The name Arrow Corrugation was an obvious choice: despite the arrows not really being there (each one consists of two separate parts), their outline immediately comes to mind when you look at the model, especially in direct sunlight which exaggerates the shadows. This is an optical illusion similar to the Kanizsa triangle.
The back side displays a fishbone-like pattern of parallel ribs with parallelograms emanating from their sides.
I was very happy with this design since I find it harder to design a corrugation than a regular tessellation. I performed some research and found a number of similar yet different designs: the blue corrugation by Robin Scholz, p35-Arrows by Frank van Kollem, Up & Down Tessellation by Marc Vigo which seems to be the same as Straight Arrow Tile by Polly Verity, Arrow Repeat also by Polly Verity, and Arrow Tessellation by Carlos Natan López Nazario. Then, literally when writing this model description for my web page, I stumbled upon Polly Verity’s model Arrow Castellation and realized it was exactly the same design, but created many years earlier (flickr picture is from 2006). Even later, I found out that Andrew Hudson also designed the same pattern, in early 2007.

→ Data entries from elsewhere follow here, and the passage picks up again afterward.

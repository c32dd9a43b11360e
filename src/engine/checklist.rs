// ==========================================
// 建筑材料清单系统 - 清单聚合引擎
// ==========================================
// 职责: 清单初始化/按已存快照恢复、按 item 键变更、汇总重算
// ==========================================

use crate::domain::{ChecklistRow, ChecklistTotals, MaterialRow};
use crate::engine::conversion::{to_shulkers, to_stacks};

/// 按材料列表初始化默认清单
///
/// 每条材料行派生一条清单行（gathered_by 空、is_gathered 假），
/// 保持解析顺序。
pub fn init_checklist(materials: &[MaterialRow]) -> Vec<ChecklistRow> {
    materials.iter().map(ChecklistRow::from_material).collect()
}

/// 计算会话应呈现的有效清单
///
/// 规则: 已存的非空清单快照按原样使用，是唯一事实来源；
/// 材料列表在两次访问之间变化时，旧快照原样保留，
/// 不与新材料做键级 re-diff（已知缺口，产品层面未决策，不擅自修复）。
/// 无快照或快照为空时按材料列表派生默认清单。
pub fn effective_checklist(
    materials: &[MaterialRow],
    saved: Option<&[ChecklistRow]>,
) -> Vec<ChecklistRow> {
    match saved {
        Some(rows) if !rows.is_empty() => rows.to_vec(),
        _ => init_checklist(materials),
    }
}

/// 翻转指定材料的收集标记
///
/// 按 `item` 全等匹配；无匹配行时不做任何修改。
/// 返回是否有行被修改。
pub fn toggle_gathered(rows: &mut [ChecklistRow], item: &str) -> bool {
    match rows.iter_mut().find(|row| row.item == item) {
        Some(row) => {
            row.is_gathered = !row.is_gathered;
            true
        }
        None => false,
    }
}

/// 更新指定材料的收集人
///
/// 按 `item` 全等匹配；无匹配行时不做任何修改。
/// 返回是否有行被修改。
pub fn update_gathered_by(rows: &mut [ChecklistRow], item: &str, value: &str) -> bool {
    match rows.iter_mut().find(|row| row.item == item) {
        Some(row) => {
            row.gathered_by = value.to_string();
            true
        }
        None => false,
    }
}

/// 重算清单汇总
///
/// 换算是线性的，逐行换算再求和与先求和再换算等价，
/// 这里沿用逐行换算求和的口径。
pub fn compute_totals(rows: &[ChecklistRow]) -> ChecklistTotals {
    let total_blocks = rows.iter().map(|row| row.total).sum();
    let total_stacks = rows.iter().map(|row| to_stacks(row.total)).sum();
    let total_shulkers = rows.iter().map(|row| to_shulkers(row.total)).sum();

    ChecklistTotals {
        total_blocks,
        total_stacks,
        total_shulkers,
    }
}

So, yet another independent design (or discovery if you will). One thing I can never praise enough is flickr’s value as the place where you can search other people’s origami work and actually be able to find stuff using full-text search. I have learned so much about others’ work thanks to flickr, including even Fujimoto’s work unearthed by Eric Gjerde and for me, this makes it much more valuable than other social media channels, even if they give me twenty times as many likes for each model. Creation and mutual learning are what counts.